Answers to many of these questions come from the application. Health underwriters also use the same resources as life underwriters, including the Medical Information Bureau and consumer investigation reports.
Underwriting the substandard risk
Health underwriters have several options for setting rates for applicants who represent a substandard risk. Techniques for handling substandard risks include:
Exclusions
If an applicant appears to be at particularly high risk for a certain illness or injury, the underwriter may propose excluding that illness or injury from coverage. For example, a person with a history of back problems might be offered a health policy that excludes coverage for spine-related medical expenses.
Modification of coverage
Insurers may offer a policy that is modified to reflect the greater risk posed by the applicant. Unlike an exclusion, a modified policy does not remove coverage for a specific illness. Instead, it may reduce benefits paid for certain medical care if the applicant appears predisposed to claims for a specific medical problem.
Extra premiums
When possible, most insurers prefer to handle substandard risks by charging an extra premium (rating) while providing full coverage.
Health insurance claims
The challenges facing the health claim examiner differ from those of the life claim examiner. With life insurance, if the insured has died within the terms of the policy, the death benefit is paid.
Health insurance claims involve more variables. The cost of medical care depends on the type and severity of the illness or injury. Claims can also be complex, with bills coming from multiple providers. The claim examiner must review each bill to determine whether it is a covered expense and whether it falls within the policy’s coverage.
The principle of indemnity states that no one should profit from an insurance claim. Some insureds have coverage through two or more policies. When that happens, claim examiners must communicate to ensure the combined amount paid does not exceed 100% of the medical expense.
Through “Other Insurance” clauses:
- One policy is designated the primary insurance and pays its full policy obligations.
- Any other insurance then pays only the amount needed to bring the total benefit paid to no more than 100% of total costs.

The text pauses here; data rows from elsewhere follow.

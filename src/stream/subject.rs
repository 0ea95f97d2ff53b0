// ============================================================================
// spark-property - Subject
//
// A hot, multicast event channel. Each `next` is fanned out to every observer
// registered at that moment; `complete` closes the channel for good.
// ============================================================================
//
// Delivery takes a snapshot of the observer list and releases the internal
// mutex before calling anything, so an observer may subscribe, unsubscribe,
// or push into the same subject while it is being notified. Each observer
// slot carries its own `active` flag: an observer removed mid-delivery is
// skipped for the rest of that round, one added mid-delivery waits for the
// next round.
// ============================================================================

use std::sync::atomic::{AtomicBool, AtomicU64, Ordering};
use std::sync::{Arc, Weak};

use parking_lot::Mutex;

use super::event::{Event, Sink};
use super::observable::Observable;
use super::subscription::Subscription;

// =============================================================================
// OBSERVER SLOT
// =============================================================================

struct ObserverSlot<T> {
    id: u64,
    active: Arc<AtomicBool>,
    sink: Sink<T>,
}

impl<T> Clone for ObserverSlot<T> {
    fn clone(&self) -> Self {
        Self {
            id: self.id,
            active: self.active.clone(),
            sink: self.sink.clone(),
        }
    }
}

struct SubjectState<T> {
    observers: Vec<ObserverSlot<T>>,
    closed: bool,
}

struct SubjectInner<T> {
    state: Mutex<SubjectState<T>>,
    next_id: AtomicU64,
}

impl<T> SubjectInner<T> {
    fn remove(&self, id: u64) {
        self.state.lock().observers.retain(|slot| slot.id != id);
    }
}

// =============================================================================
// SUBJECT
// =============================================================================

/// Multicast event channel.
///
/// Cloning a `Subject` yields another handle to the same channel.
pub struct Subject<T> {
    inner: Arc<SubjectInner<T>>,
}

impl<T> Clone for Subject<T> {
    fn clone(&self) -> Self {
        Self {
            inner: self.inner.clone(),
        }
    }
}

impl<T> Default for Subject<T> {
    fn default() -> Self {
        Self::new()
    }
}

impl<T> Subject<T> {
    /// Create an open channel with no observers.
    pub fn new() -> Self {
        Self {
            inner: Arc::new(SubjectInner {
                state: Mutex::new(SubjectState {
                    observers: Vec::new(),
                    closed: false,
                }),
                next_id: AtomicU64::new(1),
            }),
        }
    }

    /// Close the channel.
    ///
    /// Every live observer receives `Event::Completed` once. Returns `false`
    /// if the channel was already closed, in which case nothing happens.
    pub fn complete(&self) -> bool {
        let observers = {
            let mut state = self.inner.state.lock();
            if state.closed {
                return false;
            }
            state.closed = true;
            std::mem::take(&mut state.observers)
        };

        tracing::debug!(observers = observers.len(), "subject completed");
        for slot in observers {
            if slot.active.swap(false, Ordering::AcqRel) {
                (slot.sink)(Event::Completed);
            }
        }
        true
    }

    pub fn is_closed(&self) -> bool {
        self.inner.state.lock().closed
    }

    /// Number of currently registered observers.
    pub fn observer_count(&self) -> usize {
        self.inner.state.lock().observers.len()
    }
}

impl<T: Clone> Subject<T> {
    /// Deliver `value` to every observer registered right now.
    ///
    /// Does nothing once the channel is closed.
    pub fn next(&self, value: T) {
        let snapshot: Vec<ObserverSlot<T>> = {
            let state = self.inner.state.lock();
            if state.closed {
                return;
            }
            state.observers.clone()
        };

        for slot in snapshot {
            if slot.active.load(Ordering::Acquire) {
                (slot.sink)(Event::Next(value.clone()));
            }
        }
    }
}

impl<T: 'static> Subject<T> {
    /// Register an observer.
    ///
    /// If the channel is already closed the observer receives
    /// `Event::Completed` right away and an inactive subscription is returned.
    pub fn subscribe_sink(&self, sink: Sink<T>) -> Subscription {
        let mut state = self.inner.state.lock();
        if state.closed {
            drop(state);
            sink(Event::Completed);
            return Subscription::empty();
        }

        let id = self.inner.next_id.fetch_add(1, Ordering::Relaxed);
        let active = Arc::new(AtomicBool::new(true));
        state.observers.push(ObserverSlot {
            id,
            active: active.clone(),
            sink,
        });
        drop(state);

        let weak: Weak<SubjectInner<T>> = Arc::downgrade(&self.inner);
        Subscription::new(move || {
            active.store(false, Ordering::Release);
            if let Some(inner) = weak.upgrade() {
                inner.remove(id);
            }
        })
    }

    /// Register a closure as an observer.
    pub fn subscribe(&self, f: impl Fn(Event<T>) + Send + Sync + 'static) -> Subscription {
        self.subscribe_sink(Arc::new(f))
    }

    /// View this channel as an observable.
    ///
    /// The observable keeps the channel alive; subscribe through it exactly
    /// as through [`Subject::subscribe_sink`].
    pub fn as_observable(&self) -> Observable<T> {
        let subject = self.clone();
        Observable::new(move |sink| subject.subscribe_sink(sink))
    }
}

impl<T> std::fmt::Debug for Subject<T> {
    fn fmt(&self, f: &mut std::fmt::Formatter<'_>) -> std::fmt::Result {
        let state = self.inner.state.lock();
        f.debug_struct("Subject")
            .field("observers", &state.observers.len())
            .field("closed", &state.closed)
            .finish()
    }
}

// =============================================================================
// TESTS
// =============================================================================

Other considerations depend on the type of health insurance involved. Disability claims present challenges that differ from medical expense reimbursement claims. As you review each type of health insurance in detail, these unique considerations will become evident.
Lesson summary
Health insurance is offered through various avenues including commercial insurance companies, service organizations, and government programs. Here is a breakdown of how health insurance is provided:
-
Commercial Insurance Companies
-
Service Organizations (HMOs and PPOs)
-
Government (Federal)–TRICARE (which absorbed the former CHAMPUS program in the 1990s). Social Security Disability Insurance (SSDI) is not health insurance; it’s a cash benefit and generally confers Medicare eligibility after a 24-month waiting period (limited exceptions apply).
-
Government (State)–Medicaid
Health insurance encompasses various types of coverage such as medical expense insurance, dental insurance, disability income insurance, and more to protect against financial losses due to illness or injury. Underwriting for health insurance involves evaluating factors like age, gender, financial status, occupation, and medical condition to determine insurability and rates.
For applicants deemed substandard risks, health underwriters have options such as exclusions, modifications of coverage, and charging extra premiums. Health insurance claims are subject to a different set of challenges compared to life insurance claims due to the complexities of medical care and potential overlapping coverage from multiple policies.
An important principle is indemnity, ensuring that no one profits from an insurance claim. Coordination between different insurers is necessary to prevent overpayment, designating primary insurance and coordinating payouts to avoid exceeding total costs.
Each type of health insurance, whether medical expense insurance, accidental death and dismemberment insurance, dental insurance, long term care insurance, or disability income insurance, presents unique challenges regarding claims processing.